This old-fashioned western set in the Bighorn Range of the 1820s takes us back to the days when reading a novel was pure entertainment. With this third novel, Shannon Burke exhibits once again his deep curiosity about the world and how it works, and his magnificent talent in writing fiction that makes us notice. His versatility of subject matter is extreme: his first two novels were set in modern-day big city-scapes rather than 19th Century landscapes, though his great talent for making morally ambiguous characters facing difficult choices was as suitable then as it is now.
Burke’s second novel Black Flies featured a rookie paramedic on an ambulance crew that serviced New York City’s Harlem district, Station 18. Reviewed here by Liesl Schillinger in the New York Times, it is described as a reading experience not unlike war reporting. It is a deeply felt, visual, and psychological portrait of a young man learning in the school of hard streets and hard blows.
Now Burke’s third novel is also a psychological novel, though set in big sky country rather than the fast lanes of New York City. The young man narrating, William Wyeth, came from a good family who thought humility important in forming character, and he left home angry and eager to flog what he suspected were his natural gifts in the wide world west of the Mississippi, in unsettled lands. From the first pages when we sink into the muddy streets of a frontier-town St. Louis, we are more than a century away from fifty states and a United States that resembles our own.
The real riches in this novel come from thrilling acts of stupidity and the resulting heroism among the team of men who banded together as trappers. We come to know the men, their faults and their skills, and miss them as they meet their end with a crazy bravery that many of us will never know. Two of the men among the band are artists of a sort: one pens a record of the years together and the other sketches with charcoal the scenes they encounter. Another man is so contrary and full of vinegar that the men consider killing him to keep themselves from aggravation. In the end every man is needed for what they bring, good and bad, and it is Burke’s skill that brings this realization home to us.
This wonderful novel brings with it the scent of cold, fresh air and the color of rocks in the streambed of a fast-moving creek surrounded by tall evergreens shading snow. The work is hard, and though the financial gains aren’t usually great, the pleasure that the men take in working outdoors in a constantly changing landscape is payment in part. Indians of various tribes feature in the story, and the tale wouldn’t be the same without their shifting loyalties to the white intruders on their land.

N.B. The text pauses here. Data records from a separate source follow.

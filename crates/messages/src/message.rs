//! Typed inbound/outbound agent messages.

use serde::Serialize;
use serde_json::Value;

use crate::credential::{
    CredentialAck, CredentialIssue, CredentialOffer, CredentialProposal, CredentialRequest,
    CREDENTIAL_ACK, CREDENTIAL_ISSUE, CREDENTIAL_OFFER, CREDENTIAL_PROPOSAL, CREDENTIAL_REQUEST,
};
use crate::decorators::MessageHeader;
use crate::error::MessageError;
use crate::message_type::MessageType;
use crate::presentation::{
    Presentation, PresentationAck, PresentationProposal, PresentationRequest, PRESENTATION,
    PRESENTATION_ACK, PRESENTATION_PROPOSAL, PRESENTATION_REQUEST,
};
use crate::problem_report::{ProblemReport, PROBLEM_REPORT};
use crate::protocol::{ProtocolRegistry, ISSUE_CREDENTIAL, PRESENT_PROOF};

#[derive(Debug, Clone, PartialEq, Eq, Serialize)]
#[serde(untagged)]
pub enum Message {
    CredentialProposal(CredentialProposal),
    CredentialOffer(CredentialOffer),
    CredentialRequest(CredentialRequest),
    CredentialIssue(CredentialIssue),
    CredentialAck(CredentialAck),
    PresentationProposal(PresentationProposal),
    PresentationRequest(PresentationRequest),
    Presentation(Presentation),
    PresentationAck(PresentationAck),
    ProblemReport(ProblemReport),
}

impl Message {
    pub fn header(&self) -> &MessageHeader {
        match self {
            Message::CredentialProposal(m) => &m.header,
            Message::CredentialOffer(m) => &m.header,
            Message::CredentialRequest(m) => &m.header,
            Message::CredentialIssue(m) => &m.header,
            Message::CredentialAck(m) => &m.header,
            Message::PresentationProposal(m) => &m.header,
            Message::PresentationRequest(m) => &m.header,
            Message::Presentation(m) => &m.header,
            Message::PresentationAck(m) => &m.header,
            Message::ProblemReport(m) => &m.header,
        }
    }

    pub fn header_mut(&mut self) -> &mut MessageHeader {
        match self {
            Message::CredentialProposal(m) => &mut m.header,
            Message::CredentialOffer(m) => &mut m.header,
            Message::CredentialRequest(m) => &mut m.header,
            Message::CredentialIssue(m) => &mut m.header,
            Message::CredentialAck(m) => &mut m.header,
            Message::PresentationProposal(m) => &mut m.header,
            Message::PresentationRequest(m) => &mut m.header,
            Message::Presentation(m) => &mut m.header,
            Message::PresentationAck(m) => &mut m.header,
            Message::ProblemReport(m) => &mut m.header,
        }
    }

    pub fn message_type(&self) -> &MessageType {
        &self.header().msg_type
    }

    pub fn thread_id(&self) -> &str {
        self.header().thread_id()
    }

    pub fn to_json(&self) -> Result<Value, MessageError> {
        Ok(serde_json::to_value(self)?)
    }
}

macro_rules! impl_from_message {
    ($($variant:ident),* $(,)?) => {
        $(
            impl From<$variant> for Message {
                fn from(m: $variant) -> Self {
                    Message::$variant(m)
                }
            }
        )*
    };
}

impl_from_message!(
    CredentialProposal,
    CredentialOffer,
    CredentialRequest,
    CredentialIssue,
    CredentialAck,
    PresentationProposal,
    PresentationRequest,
    Presentation,
    PresentationAck,
    ProblemReport,
);

impl ProtocolRegistry {
    /// Parse a raw inbound message.
    ///
    /// The `@type` must resolve against this registry; problem reports of
    /// any registered family map onto [`ProblemReport`].
    pub fn parse_message(&self, value: &Value) -> Result<Message, MessageError> {
        let raw_type = value
            .get("@type")
            .and_then(|t| t.as_str())
            .ok_or_else(|| MessageError::MissingField {
                field: "@type".to_string(),
            })?;
        let msg_type = MessageType::parse(raw_type)?;
        let definition = self.resolve(&msg_type)?;

        let body = value.clone();
        let message = match (definition.family, msg_type.name.as_str()) {
            (_, PROBLEM_REPORT) => Message::ProblemReport(serde_json::from_value(body)?),
            (f, CREDENTIAL_PROPOSAL) if f == ISSUE_CREDENTIAL.family => {
                Message::CredentialProposal(serde_json::from_value(body)?)
            }
            (f, CREDENTIAL_OFFER) if f == ISSUE_CREDENTIAL.family => {
                Message::CredentialOffer(serde_json::from_value(body)?)
            }
            (f, CREDENTIAL_REQUEST) if f == ISSUE_CREDENTIAL.family => {
                Message::CredentialRequest(serde_json::from_value(body)?)
            }
            (f, CREDENTIAL_ISSUE) if f == ISSUE_CREDENTIAL.family => {
                Message::CredentialIssue(serde_json::from_value(body)?)
            }
            (f, CREDENTIAL_ACK) if f == ISSUE_CREDENTIAL.family => {
                Message::CredentialAck(serde_json::from_value(body)?)
            }
            (f, PRESENTATION_PROPOSAL) if f == PRESENT_PROOF.family => {
                Message::PresentationProposal(serde_json::from_value(body)?)
            }
            (f, PRESENTATION_REQUEST) if f == PRESENT_PROOF.family => {
                Message::PresentationRequest(serde_json::from_value(body)?)
            }
            (f, PRESENTATION) if f == PRESENT_PROOF.family => {
                Message::Presentation(serde_json::from_value(body)?)
            }
            (f, PRESENTATION_ACK) if f == PRESENT_PROOF.family => {
                Message::PresentationAck(serde_json::from_value(body)?)
            }
            _ => return Err(MessageError::UnknownType(raw_type.to_string())),
        };
        Ok(message)
    }
}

A strong female character, Alene Chevalier, is the heartthrob that balances the male egos-gone-wild, and she doesn’t seem out of place in this romantic view of the western edge of civilization. All in all, this novel has just about everything one would want for a hot summer weekend or a snowbound winter day. The writing is assured, the story ample, and the author capable of involving us in adventures of long ago. Bravo, Burke!
A final note: this would also make a great teen title that teachers could add to a syllabus reading list or summer reads. It is beautifully and engagingly written and so instructive in observation about personalities that mesh or grate. And of course, it fills the mind with images of Indians and the differences in their lifestyles and culture.